Everyone knows Mars' products: candy bars like Snickers and Twix, Pedigree pet food, and Uncle Ben's rice. But a phone call to the company's headquarters to ask why it has remained private and how big it is yielded little information beyond the following boilerplate response from a spokeswoman:
"Mars Inc. is a privately held company that produces some of the world's leading confectionery, food, pet care, beverage, electronics products, and now health food, and operates in more than 65 countries. Headquartered in McLean, Va., Mars Inc. employs more than 7,000 associates in the United States and 39,000 associates worldwide with 15 manufacturing facilities nationally and more than 100 manufacturing facilities globally. The company's global sales exceed $18 billion annually."
This information will not exactly shock competitors like Hershey Co. and Cadbury Schweppes, both of which are traded on the New York Stock Exchange. That may be part of the appeal for Mars to stay out of public equity markets private firms can keep some basic information off-limits to competitors. By comparison, public firms must air mounds of data about their operational results and properties in regular filings with the Securities and Exchange Commission.

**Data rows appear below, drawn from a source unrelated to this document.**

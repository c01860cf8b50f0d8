// Copyright 2025 the Chartwell Authors
// SPDX-License-Identifier: Apache-2.0 OR MIT

//! Consistency masks, per-family state models, and scoped dispatch suspension.

use core::fmt;
use core::ops::{Deref, DerefMut};

use bitflags::Flags;

use crate::dispatcher::{ListenerId, SignalDispatcher};
use crate::signal::{ComponentId, Signal, SignalEvent};

/// Describes the consistency states and signals of one component family.
///
/// Each family declares its own [`bitflags`] state type, so a state bit of one
/// family cannot be handed to a component of another by accident. Families
/// that extend a base family compute their supported mask as a `const` union.
///
/// # Example
///
/// ```
/// use chartwell_consistency::{ConsistencyModel, Invalidatable, Signal};
///
/// bitflags::bitflags! {
///     #[derive(Clone, Copy, Debug, PartialEq, Eq)]
///     pub struct AxisState: u32 {
///         const BOUNDS = 1 << 0;
///         const TICKS = 1 << 1;
///         const LABELS = 1 << 2;
///     }
/// }
///
/// struct Axis;
///
/// impl ConsistencyModel for Axis {
///     type State = AxisState;
///     const SUPPORTED_STATES: AxisState = AxisState::BOUNDS.union(AxisState::TICKS);
///     const SUPPORTED_SIGNALS: Signal = Signal::NEEDS_REDRAW.union(Signal::BOUNDS_CHANGED);
/// }
///
/// let axis = Invalidatable::of::<Axis>();
/// assert!(axis.has_state(AxisState::TICKS));
/// // Unsupported bits are masked away.
/// assert!(!axis.has_state(AxisState::LABELS));
/// ```
pub trait ConsistencyModel {
    /// The state bitmask type of this family.
    type State: Flags + Copy;

    /// Every state the family can be invalidated with.
    const SUPPORTED_STATES: Self::State;

    /// Every signal the family may dispatch.
    const SUPPORTED_SIGNALS: Signal;

    /// Whether new components start fully dirty or fully consistent.
    const INITIAL: InitialState = InitialState::Dirty;
}

/// Consistency of a freshly created component.
#[derive(Copy, Clone, Debug, PartialEq, Eq, Hash, Default)]
pub enum InitialState {
    /// Every supported state is set, so the first draw computes everything.
    #[default]
    Dirty,
    /// No state is set.
    Consistent,
}

/// A consistency mask paired with a signal dispatcher.
///
/// `Invalidatable` is the building block every retained component embeds:
///
/// - [`invalidate`](Self::invalidate) sets supported state bits and dispatches signals.
/// - [`has_state`](Self::has_state) lets a draw pass test the aspects it must refresh.
/// - [`mark_consistent`](Self::mark_consistent) clears them once refreshed.
///
/// The mask only grows through `invalidate` and only shrinks through
/// `mark_consistent`. Invalidating with bits the component does not support
/// is not an error: they are ignored.
///
/// # See Also
///
/// - [`ConsistencyModel`]: Declares the supported states and signals of a family.
/// - [`Dispatching`]: Scoped suspension via [`SuspendGuard`].
pub struct Invalidatable<S: Flags + Copy> {
    consistency: S,
    supported: S,
    dispatcher: SignalDispatcher,
}

impl<S: Flags + Copy + fmt::Debug> fmt::Debug for Invalidatable<S> {
    fn fmt(&self, f: &mut fmt::Formatter<'_>) -> fmt::Result {
        f.debug_struct("Invalidatable")
            .field("consistency", &self.consistency)
            .field("supported", &self.supported)
            .field("dispatcher", &self.dispatcher)
            .finish()
    }
}

impl<S: Flags + Copy> Invalidatable<S> {
    /// Creates a component supporting `supported` states and `signals`.
    #[must_use]
    pub fn new(supported: S, signals: Signal, initial: InitialState) -> Self {
        let consistency = match initial {
            InitialState::Dirty => supported,
            InitialState::Consistent => S::empty(),
        };
        Self {
            consistency,
            supported,
            dispatcher: SignalDispatcher::new(ComponentId::next(), signals),
        }
    }

    /// Creates a component for the family `M`.
    #[must_use]
    pub fn of<M: ConsistencyModel<State = S>>() -> Self {
        Self::new(M::SUPPORTED_STATES, M::SUPPORTED_SIGNALS, M::INITIAL)
    }

    /// Returns the identifier carried by dispatched events.
    #[must_use]
    pub const fn id(&self) -> ComponentId {
        self.dispatcher.source()
    }

    /// Sets `states` (masked to supported states) and dispatches `signals`.
    ///
    /// Returns the states that were not already set. Signals are dispatched
    /// even when no state changed, since pure notifications are legal.
    pub fn invalidate(&mut self, states: S, signals: Signal) -> S {
        let effective = states
            .intersection(self.supported)
            .difference(self.consistency);
        self.consistency.insert(effective);
        self.dispatcher.dispatch(signals);
        effective
    }

    /// Returns `true` if any of `states` is set.
    #[must_use]
    pub fn has_state(&self, states: S) -> bool {
        self.consistency.intersects(states)
    }

    /// Returns `true` if no state is set.
    #[must_use]
    pub fn is_consistent(&self) -> bool {
        self.consistency.is_empty()
    }

    /// Returns `true` if no state outside `allowed` is set.
    #[must_use]
    pub fn is_consistent_except(&self, allowed: S) -> bool {
        self.consistency.difference(allowed).is_empty()
    }

    /// Clears `states`.
    pub fn mark_consistent(&mut self, states: S) {
        self.consistency.remove(states);
    }

    /// Returns the current consistency mask.
    #[must_use]
    pub const fn consistency(&self) -> S {
        self.consistency
    }

    /// Returns the supported states.
    #[must_use]
    pub const fn supported_states(&self) -> S {
        self.supported
    }

    /// Returns the supported signals.
    #[must_use]
    pub const fn supported_signals(&self) -> Signal {
        self.dispatcher.supported()
    }

    /// Dispatches `signals` without touching the consistency mask.
    pub fn dispatch(&mut self, signals: Signal) {
        self.dispatcher.dispatch(signals);
    }

    /// Suspends dispatch. Prefer [`Dispatching::suspended`] where a scope fits.
    pub fn suspend_dispatch(&mut self) {
        self.dispatcher.suspend();
    }

    /// Resumes dispatch, see [`SignalDispatcher::resume`].
    pub fn resume_dispatch(&mut self, dispatch_accumulated: bool) {
        self.dispatcher.resume(dispatch_accumulated);
    }

    /// Registers a listener.
    pub fn listen(&mut self, listener: impl FnMut(&SignalEvent) + 'static) -> ListenerId {
        self.dispatcher.listen(listener)
    }

    /// Unregisters a listener.
    pub fn unlisten(&mut self, id: ListenerId) -> bool {
        self.dispatcher.unlisten(id)
    }

    /// Releases all listeners and stops further dispatch.
    pub fn dispose(&mut self) {
        self.dispatcher.dispose();
    }
}

/// Types that own a [`SignalDispatcher`] and can batch their notifications.
pub trait Dispatching {
    /// Returns the dispatcher signals of this value go through.
    fn dispatcher_mut(&mut self) -> &mut SignalDispatcher;

    /// Suspends dispatch until the returned guard is dropped.
    ///
    /// Dropping the guard delivers the accumulated signals once;
    /// [`SuspendGuard::discard`] swallows them instead.
    fn suspended(&mut self) -> SuspendGuard<'_, Self>
    where
        Self: Sized,
    {
        SuspendGuard::new(self)
    }

    /// Runs `f` with dispatch suspended and delivers its signals as one event.
    fn batch<R>(&mut self, f: impl FnOnce(&mut Self) -> R) -> R
    where
        Self: Sized,
    {
        let mut guard = self.suspended();
        f(&mut *guard)
    }

    /// Runs `f` with dispatch suspended and drops every signal it raised.
    fn batch_silently<R>(&mut self, f: impl FnOnce(&mut Self) -> R) -> R
    where
        Self: Sized,
    {
        let mut guard = self.suspended();
        let result = f(&mut *guard);
        guard.discard();
        result
    }
}

impl<S: Flags + Copy> Dispatching for Invalidatable<S> {
    fn dispatcher_mut(&mut self) -> &mut SignalDispatcher {
        &mut self.dispatcher
    }
}

impl Dispatching for SignalDispatcher {
    fn dispatcher_mut(&mut self) -> &mut Self {
        self
    }
}

/// Scope guard returned by [`Dispatching::suspended`].
///
/// The guard dereferences to the suspended value so the batch can be written
/// against it directly.
#[must_use = "dropping the guard immediately resumes dispatch"]
pub struct SuspendGuard<'a, T: Dispatching> {
    target: &'a mut T,
    deliver: bool,
}

impl<'a, T: Dispatching> SuspendGuard<'a, T> {
    fn new(target: &'a mut T) -> Self {
        target.dispatcher_mut().suspend();
        Self {
            target,
            deliver: true,
        }
    }

    /// Ends the scope, discarding the signals accumulated during it.
    pub fn discard(mut self) {
        self.deliver = false;
    }
}

impl<T: Dispatching> Deref for SuspendGuard<'_, T> {
    type Target = T;

    fn deref(&self) -> &T {
        self.target
    }
}

impl<T: Dispatching> DerefMut for SuspendGuard<'_, T> {
    fn deref_mut(&mut self) -> &mut T {
        self.target
    }
}

impl<T: Dispatching> Drop for SuspendGuard<'_, T> {
    fn drop(&mut self) {
        self.target.dispatcher_mut().resume(self.deliver);
    }
}

impl<T: Dispatching> fmt::Debug for SuspendGuard<'_, T> {
    fn fmt(&self, f: &mut fmt::Formatter<'_>) -> fmt::Result {
        f.debug_struct("SuspendGuard")
            .field("deliver", &self.deliver)
            .finish_non_exhaustive()
    }
}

To be sure, competitors probably have educated guesses about the scope of Mars' operations and financial performance. But they can't simply call up Mars' 10-K filing with the SEC to learn, for example, how much the CEO earned in base salary last year or how much the company spent on advertising. For Hershey, those numbers are readily available: $1 million and $138 million, respectively.
While private firms can be more, well, private about themselves, they give up certain advantages to their public counterparts. Their cost of capital is generally higher, and they lack publicly tradable shares to use in buying other companies or to hand out to employees.